George Cahill and Marcie Christy star in Eight O’Clock Theatre’s production of “Legally Blonde – The Musical,” running through Nov. 18 at Largo Cultural Center.
Eight O’Clock Theatre once again proves its dexterity with its production of a 21st century musical based on a well-loved 2001 film.
Eight O’Clock Theatre’s “Legally Blonde – The Musical,” with music and lyrics by Laurence O’Keefe and Nell Benjamin and book by Heather Hach, runs through Sunday, Nov. 18, at Largo Cultural Center, 105 Central Park Drive, Largo.
Performances are Thursday through Saturday, 8 p.m. Matinees are Sunday, 2 p.m. Tickets are $25.50 for adults and $12.50 for children 19 and younger. Call 587-6793.
Based on the 2001 film “Legally Blonde” starring Reese Witherspoon, “Legally Blonde – The Musical” is centered around a well-to-do California blonde – ostensibly ditzy and pampered – who is devastated when her wealthy boyfriend Warren dumps her before heading off to law school because he feels she’s not intelligent enough to marry.
Her response is obvious: Attend Harvard Law School to win him back.
Followed by a Greek chorus of sorority sisters, Elle strives to become the woman Warren wants – and discovers herself along the way. Things don’t quite work out the way she planned, but that’s all part of Elle’s transformation.
Domenic Bisesti directed the production. “Legally Blonde – The Musical” is Bisesti’s directorial debut with Eight O’Clock Theatre.
“Behind all the glitter, pop songs, dance numbers and pink, ‘Legally Blonde’ is a story about self-discovery and falling in love,” Bisesti writes in his notes printed in the show’s playbill. “When I was first approached about this project, I jumped at the chance. Although I never cared for the movie, I felt the book and score really worked for the stage.

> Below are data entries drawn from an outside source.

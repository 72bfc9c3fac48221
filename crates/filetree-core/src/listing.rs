use std::sync::Arc;
use std::time::Instant;

use filetree_store::store::normalize_path;
use filetree_store::{FileStore, StoreEntry, StoreError};

use crate::cancel::CancelToken;
use crate::error::TreeError;
use crate::instrument::{ListingObserver, NoopObserver, Outcome, TreeOp};
use crate::protocol::{Page, TreeItem};

pub const ICON_FOLDER: &str = "icon-folder";
pub const ICON_DOCUMENT: &str = "icon-document";

/// Upper bound on `take` unless configured otherwise.
pub const DEFAULT_MAX_TAKE: u64 = 1000;

/// Paginated tree listing over a [`FileStore`].
///
/// A pure read projection: nothing here mutates the store, and every
/// request builds its page fresh from the store's current state.
pub struct TreeService {
    store: Box<dyn FileStore>,
    max_take: u64,
    observer: Arc<dyn ListingObserver>,
}

impl TreeService {
    pub fn new(store: Box<dyn FileStore>) -> Self {
        Self {
            store,
            max_take: DEFAULT_MAX_TAKE,
            observer: Arc::new(NoopObserver),
        }
    }

    pub fn with_max_take(mut self, max_take: u64) -> Self {
        self.max_take = max_take.max(1);
        self
    }

    pub fn with_observer(mut self, observer: Arc<dyn ListingObserver>) -> Self {
        self.observer = observer;
        self
    }

    /// One page of the logical root's children.
    pub fn root(
        &self,
        skip: u64,
        take: u64,
        cancel: &CancelToken,
    ) -> Result<Page<TreeItem>, TreeError> {
        self.run(TreeOp::Root, "", |s| s.children_inner("", skip, take, cancel))
    }

    /// One page of the immediate children of the container at `path`.
    ///
    /// Ordering is fixed: containers first, then case-insensitive by name.
    /// `total` is the full child count; `items` is the `skip`/`take`
    /// window over that ordered sequence.
    pub fn children(
        &self,
        path: &str,
        skip: u64,
        take: u64,
        cancel: &CancelToken,
    ) -> Result<Page<TreeItem>, TreeError> {
        self.run(TreeOp::Children, path, |s| {
            s.children_inner(path, skip, take, cancel)
        })
    }

    /// Descriptors for explicitly named paths. Paths that do not resolve
    /// are omitted from the result.
    pub fn items(
        &self,
        paths: &[String],
        cancel: &CancelToken,
    ) -> Result<Vec<TreeItem>, TreeError> {
        self.run(TreeOp::Items, "", |s| s.items_inner(paths, cancel))
    }

    fn run<T>(
        &self,
        op: TreeOp,
        path: &str,
        f: impl FnOnce(&Self) -> Result<T, TreeError>,
    ) -> Result<T, TreeError> {
        let started = Instant::now();
        let result = f(self);
        let outcome = match &result {
            Ok(_) => Outcome::Ok,
            Err(e) => outcome_of(e),
        };
        self.observer.observe(op, path, outcome, started.elapsed());
        result
    }

    fn children_inner(
        &self,
        path: &str,
        skip: u64,
        take: u64,
        cancel: &CancelToken,
    ) -> Result<Page<TreeItem>, TreeError> {
        let path = validate_path(path)?;
        let take = self.window_take(take)?;
        cancel.check()?;

        let mut entries = self.store.list_children(&path)?;
        sort_entries(&mut entries);
        let total = entries.len() as u64;

        let skip = usize::try_from(skip).unwrap_or(usize::MAX);
        let mut items = Vec::new();
        for entry in entries.into_iter().skip(skip).take(take) {
            cancel.check()?;
            items.push(self.to_item(entry)?);
        }

        Ok(Page { total, items })
    }

    fn items_inner(
        &self,
        paths: &[String],
        cancel: &CancelToken,
    ) -> Result<Vec<TreeItem>, TreeError> {
        let mut items = Vec::with_capacity(paths.len());
        for raw in paths {
            cancel.check()?;
            let path = validate_path(raw)?;
            match self.store.entry(&path)? {
                Some(entry) => items.push(self.to_item(entry)?),
                None => continue,
            }
        }
        Ok(items)
    }

    fn to_item(&self, entry: StoreEntry) -> Result<TreeItem, TreeError> {
        let has_children = if entry.is_container {
            match self.store.has_children(&entry.path) {
                Ok(b) => b,
                // the entry vanished between listing and probing
                Err(StoreError::NotFound(_)) | Err(StoreError::NotAContainer(_)) => false,
                Err(e) => return Err(e.into()),
            }
        } else {
            false
        };
        let icon = if entry.is_container {
            ICON_FOLDER
        } else {
            ICON_DOCUMENT
        };
        Ok(TreeItem {
            name: entry.name,
            path: entry.path,
            has_children,
            icon: Some(icon.to_string()),
        })
    }

    fn window_take(&self, take: u64) -> Result<usize, TreeError> {
        if take == 0 {
            return Err(TreeError::InvalidArgument(
                "take must be at least 1".to_string(),
            ));
        }
        let clamped = take.min(self.max_take);
        Ok(usize::try_from(clamped).unwrap_or(usize::MAX))
    }
}

fn validate_path(path: &str) -> Result<String, TreeError> {
    normalize_path(path).ok_or_else(|| {
        TreeError::InvalidArgument(format!("path {:?} escapes the tree root", path))
    })
}

/// Containers first, then case-insensitive by name; exact name breaks
/// case-insensitive ties so the order is independent of store order.
fn sort_entries(entries: &mut [StoreEntry]) {
    entries.sort_by(|a, b| {
        b.is_container
            .cmp(&a.is_container)
            .then_with(|| a.name.to_lowercase().cmp(&b.name.to_lowercase()))
            .then_with(|| a.name.cmp(&b.name))
    });
}

fn outcome_of(err: &TreeError) -> Outcome {
    match err {
        TreeError::NotFound(_) => Outcome::NotFound,
        TreeError::InvalidArgument(_) => Outcome::InvalidArgument,
        TreeError::Unavailable(_) => Outcome::Unavailable,
        TreeError::Cancelled => Outcome::Cancelled,
    }
}

#[cfg(test)]
mod tests {
    use std::sync::Mutex;
    use std::time::Duration;

    use filetree_store::MemoryFileStore;

    use super::*;

    fn flat_store() -> TreeService {
        let store = MemoryFileStore::new()
            .with_file("a.txt")
            .with_file("b.txt")
            .with_file("c.txt");
        TreeService::new(Box::new(store))
    }

    fn names(page: &Page<TreeItem>) -> Vec<&str> {
        page.items.iter().map(|i| i.name.as_str()).collect()
    }

    #[test]
    fn test_paging_scenario() {
        let service = flat_store();
        let cancel = CancelToken::new();

        let page = service.children("", 0, 2, &cancel).unwrap();
        assert_eq!(page.total, 3);
        assert_eq!(names(&page), vec!["a.txt", "b.txt"]);

        let page = service.children("", 2, 2, &cancel).unwrap();
        assert_eq!(page.total, 3);
        assert_eq!(names(&page), vec!["c.txt"]);

        let page = service.children("", 3, 2, &cancel).unwrap();
        assert_eq!(page.total, 3);
        assert!(page.items.is_empty());
    }

    #[test]
    fn test_window_length_property() {
        let service = flat_store();
        let cancel = CancelToken::new();
        let total: u64 = 3;

        for skip in 0..=total + 2 {
            for take in 1..=total + 1 {
                let page = service.children("", skip, take, &cancel).unwrap();
                assert_eq!(page.total, total);
                let expected = take.min(total.saturating_sub(skip));
                assert_eq!(page.items.len() as u64, expected, "skip={skip} take={take}");
            }
        }
    }

    #[test]
    fn test_ordering_containers_first_case_insensitive() {
        let store = MemoryFileStore::new()
            .with_file("zeta.txt")
            .with_file("Beta.txt")
            .with_container("gamma")
            .with_container("Alpha");
        let service = TreeService::new(Box::new(store));
        let page = service
            .children("", 0, 100, &CancelToken::new())
            .unwrap();
        assert_eq!(names(&page), vec!["Alpha", "gamma", "Beta.txt", "zeta.txt"]);
    }

    #[test]
    fn test_missing_path_is_not_found() {
        let service = flat_store();
        let err = service
            .children("/missing", 0, 100, &CancelToken::new())
            .unwrap_err();
        assert!(matches!(err, TreeError::NotFound(_)));
    }

    #[test]
    fn test_leaf_path_is_not_found() {
        let service = flat_store();
        let err = service
            .children("a.txt", 0, 100, &CancelToken::new())
            .unwrap_err();
        assert!(matches!(err, TreeError::NotFound(_)));
    }

    #[test]
    fn test_zero_take_rejected() {
        let service = flat_store();
        let err = service.children("", 0, 0, &CancelToken::new()).unwrap_err();
        assert!(matches!(err, TreeError::InvalidArgument(_)));
    }

    #[test]
    fn test_escaping_path_rejected() {
        let service = flat_store();
        let err = service
            .children("../secrets", 0, 100, &CancelToken::new())
            .unwrap_err();
        assert!(matches!(err, TreeError::InvalidArgument(_)));
    }

    #[test]
    fn test_oversized_take_clamped() {
        let service = flat_store().with_max_take(2);
        let page = service.children("", 0, 100, &CancelToken::new()).unwrap();
        assert_eq!(page.total, 3);
        assert_eq!(page.items.len(), 2);
    }

    #[test]
    fn test_has_children_and_icons() {
        let store = MemoryFileStore::new()
            .with_file("docs/readme.md")
            .with_container("media")
            .with_file("index.html");
        let service = TreeService::new(Box::new(store));
        let page = service.children("", 0, 100, &CancelToken::new()).unwrap();

        let by_name = |n: &str| page.items.iter().find(|i| i.name == n).unwrap();
        let docs = by_name("docs");
        assert!(docs.has_children);
        assert_eq!(docs.icon.as_deref(), Some(ICON_FOLDER));

        let media = by_name("media");
        assert!(!media.has_children);
        assert_eq!(media.icon.as_deref(), Some(ICON_FOLDER));

        let index = by_name("index.html");
        assert!(!index.has_children);
        assert_eq!(index.icon.as_deref(), Some(ICON_DOCUMENT));
    }

    #[test]
    fn test_root_matches_children_of_empty_path() {
        let service = flat_store();
        let cancel = CancelToken::new();
        assert_eq!(
            service.root(1, 2, &cancel).unwrap(),
            service.children("", 1, 2, &cancel).unwrap()
        );
    }

    #[test]
    fn test_items_omits_unknown_paths() {
        let service = flat_store();
        let paths = vec![
            "a.txt".to_string(),
            "missing.txt".to_string(),
            "c.txt".to_string(),
        ];
        let items = service.items(&paths, &CancelToken::new()).unwrap();
        let got: Vec<_> = items.iter().map(|i| i.name.as_str()).collect();
        assert_eq!(got, vec!["a.txt", "c.txt"]);
    }

    #[test]
    fn test_items_rejects_escaping_path() {
        let service = flat_store();
        let err = service
            .items(&["../x".to_string()], &CancelToken::new())
            .unwrap_err();
        assert!(matches!(err, TreeError::InvalidArgument(_)));
    }

    #[test]
    fn test_idempotent_against_unchanged_store() {
        let service = flat_store();
        let cancel = CancelToken::new();
        let first = service.children("", 0, 2, &cancel).unwrap();
        let second = service.children("", 0, 2, &cancel).unwrap();
        assert_eq!(first, second);
    }

    #[test]
    fn test_cancelled_token_aborts() {
        let service = flat_store();
        let cancel = CancelToken::new();
        cancel.cancel();
        let err = service.children("", 0, 2, &cancel).unwrap_err();
        assert!(matches!(err, TreeError::Cancelled));
    }

    struct BrokenStore;

    impl FileStore for BrokenStore {
        fn exists(&self, _path: &str) -> bool {
            false
        }
        fn entry(&self, _path: &str) -> Result<Option<StoreEntry>, StoreError> {
            Err(StoreError::Io(std::io::Error::other("disk on fire")))
        }
        fn list_children(&self, _path: &str) -> Result<Vec<StoreEntry>, StoreError> {
            Err(StoreError::Io(std::io::Error::other("disk on fire")))
        }
        fn has_children(&self, _path: &str) -> Result<bool, StoreError> {
            Err(StoreError::Io(std::io::Error::other("disk on fire")))
        }
    }

    #[test]
    fn test_store_failure_is_unavailable() {
        let service = TreeService::new(Box::new(BrokenStore));
        let err = service.children("", 0, 10, &CancelToken::new()).unwrap_err();
        assert!(matches!(err, TreeError::Unavailable(_)));
    }

    #[derive(Default)]
    struct RecordingObserver {
        seen: Mutex<Vec<(TreeOp, String, Outcome, Duration)>>,
    }

    impl ListingObserver for RecordingObserver {
        fn observe(&self, op: TreeOp, path: &str, outcome: Outcome, elapsed: Duration) {
            self.seen
                .lock()
                .unwrap()
                .push((op, path.to_string(), outcome, elapsed));
        }
    }

    #[test]
    fn test_observer_sees_one_event_per_request() {
        let observer = Arc::new(RecordingObserver::default());
        let service = flat_store().with_observer(observer.clone());
        let cancel = CancelToken::new();

        service.children("", 0, 2, &cancel).unwrap();
        service.children("missing", 0, 2, &cancel).unwrap_err();
        service.root(0, 1, &cancel).unwrap();

        let seen = observer.seen.lock().unwrap();
        assert_eq!(seen.len(), 3);
        assert_eq!((seen[0].0, seen[0].2), (TreeOp::Children, Outcome::Ok));
        assert_eq!((seen[1].0, seen[1].2), (TreeOp::Children, Outcome::NotFound));
        assert_eq!((seen[2].0, seen[2].2), (TreeOp::Root, Outcome::Ok));
    }
}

The root message is one we all could learn from: No person, no job and no object is worth sacrificing who you are.”
According to Bisesti, casting the production was a “nightmare.” More than 60 people auditioned.
“The talent just kept coming and coming,” Bisesti said. “Luckily, I was able to assemble my short list of people who complemented each other and filled all the holes.”
Eight O’Clock Theatre’s “Legally Blonde – The Musical” features an outstanding ensemble cast.
In the lead role is Marcie Christy. As Elle, she is a perfect fit: Bubbly and spoiled one minute, sly and serious the next. Her acting is strong, her singing splendid and her timing precise.
Warner is played by Josh Duart, making his debut at EOT. Last year, he appeared as Bobby in “Small Craft Warnings” at West Coast Players. Duart’s performance is solid and convincing.
George Cahill plays Emmett. Cahill last appeared at EOT as Cosmo in “Singin’ in the Rain.” He plays his role smoothly, and the audience is rooting for him before they realize it.
Christina Capehart nearly steals the show as Paulette. Her thickly-accented New England hairdresser doesn’t appear until close to the end of the first act when she sings “Ireland.” Capehart – seen in EOT’s productions of “Broadway’s Best,” “Gypsy” and “42nd Street” – does a superb job in this supporting comedic role.
Another stand-out is Jerry Slutzky as Professor Callahan. Slutzky imbues the character with as much methodical mercilessness as a great white shark in feeding frenzy.
Other memorable performances include Shelby Heye as Margot; Megan Hoxie as Serena; Caitlin Greene as Pilar; Amy Dobbert as Brooke; and William E. Masuck as Chad/Dewey/Kyle.
The musical numbers vary in style, but veteran musician Emi P. Stefanov captures the divergent tones – from Motown to bubblegum pop – flawlessly with her orchestra. Bisesti also serves as the show’s choreographer – and from the opening number “Omigod You Guys” to “Blood in the Water” and “Bend and Snap,” the show features spectacle after spectacle … the type of thing audiences are used to seeing at Eight O’Clock Theatre.
“Legally Blonde – The Musical” may not attain the status of Broadway’s legendary classics, but productions like this showcase it as a crowd-pleaser, a guilty pleasure and a clever compilation of period tropes, musical styles and truisms. Much like Elle, the play is sugary and frivolous on the surface but smart and wily beneath its flashy façade. Bisesti deftly balances the show’s flashy flamboyance with its theme of self-discovery.